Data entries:
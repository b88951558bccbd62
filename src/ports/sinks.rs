//! Sink Ports - Where Accepted State Goes
//!
//! - `QuoteSink`: ingestion entry point (implemented by the quote cache)
//! - `PersistenceSink`: external CRUD/versioning layer, always called
//!   from a background drainer, never from the ingestion path
//! - `AlertSink`: operator notifications on degraded/fatal transitions

use std::fmt;

use async_trait::async_trait;
use serde::{Deserialize, Serialize};

use crate::domain::quote::Quote;
use crate::domain::state::HealthReport;
use crate::error::IngestResult;

/// What the cache did with an incoming quote.
#[derive(Debug, Clone, Copy, PartialEq, Eq)]
pub enum IngestOutcome {
  /// Became the served value and was fanned out.
  Applied,
  /// Kept as the poll backstop while the stream is authoritative.
  Retained,
  /// Older than the value already held; discarded.
  Stale,
  /// Failed validation (crossed book, non-finite value).
  Rejected,
}

/// Entry point for decoded quotes from either source.
pub trait QuoteSink: Send + Sync + 'static {
  /// Offer a quote to the cache. Never blocks on I/O.
  fn ingest(&self, quote: Quote) -> IngestOutcome;
}

/// External persistence collaborator.
#[async_trait]
pub trait PersistenceSink: Send + Sync + 'static {
  /// Upsert the latest state of an instrument.
  async fn upsert_quote(&self, quote: &Quote) -> IngestResult<()>;

  /// Upsert a supervisor snapshot.
  async fn upsert_service_state(&self, report: &HealthReport) -> IngestResult<()>;
}

/// Alert severity.
#[derive(Debug, Clone, Copy, PartialEq, Eq, PartialOrd, Ord, Serialize, Deserialize)]
#[serde(rename_all = "lowercase")]
pub enum Severity {
  Info,
  Warning,
  Critical,
}

impl fmt::Display for Severity {
  fn fmt(&self, f: &mut fmt::Formatter<'_>) -> fmt::Result {
    match self {
      Self::Info => f.write_str("info"),
      Self::Warning => f.write_str("warning"),
      Self::Critical => f.write_str("critical"),
    }
  }
}

/// External alerting collaborator.
#[async_trait]
pub trait AlertSink: Send + Sync + 'static {
  /// Deliver one alert. Delivery failures are the sink's concern.
  async fn notify(&self, severity: Severity, message: &str);
}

_EXERCISE DIRECTIONS_
Take the lines from the top of the data through the one that contains "use std::fmt;" and copy them exactly, leaving out every line after it.

_EXERCISE SOLUTION_
repository b88951558bccbd62
filename src/ports/sinks.rs
//! Sink Ports - Where Accepted State Goes
//!
//! - `QuoteSink`: ingestion entry point (implemented by the quote cache)
//! - `PersistenceSink`: external CRUD/versioning layer, always called
//!   from a background drainer, never from the ingestion path
//! - `AlertSink`: operator notifications on degraded/fatal transitions

use std::fmt;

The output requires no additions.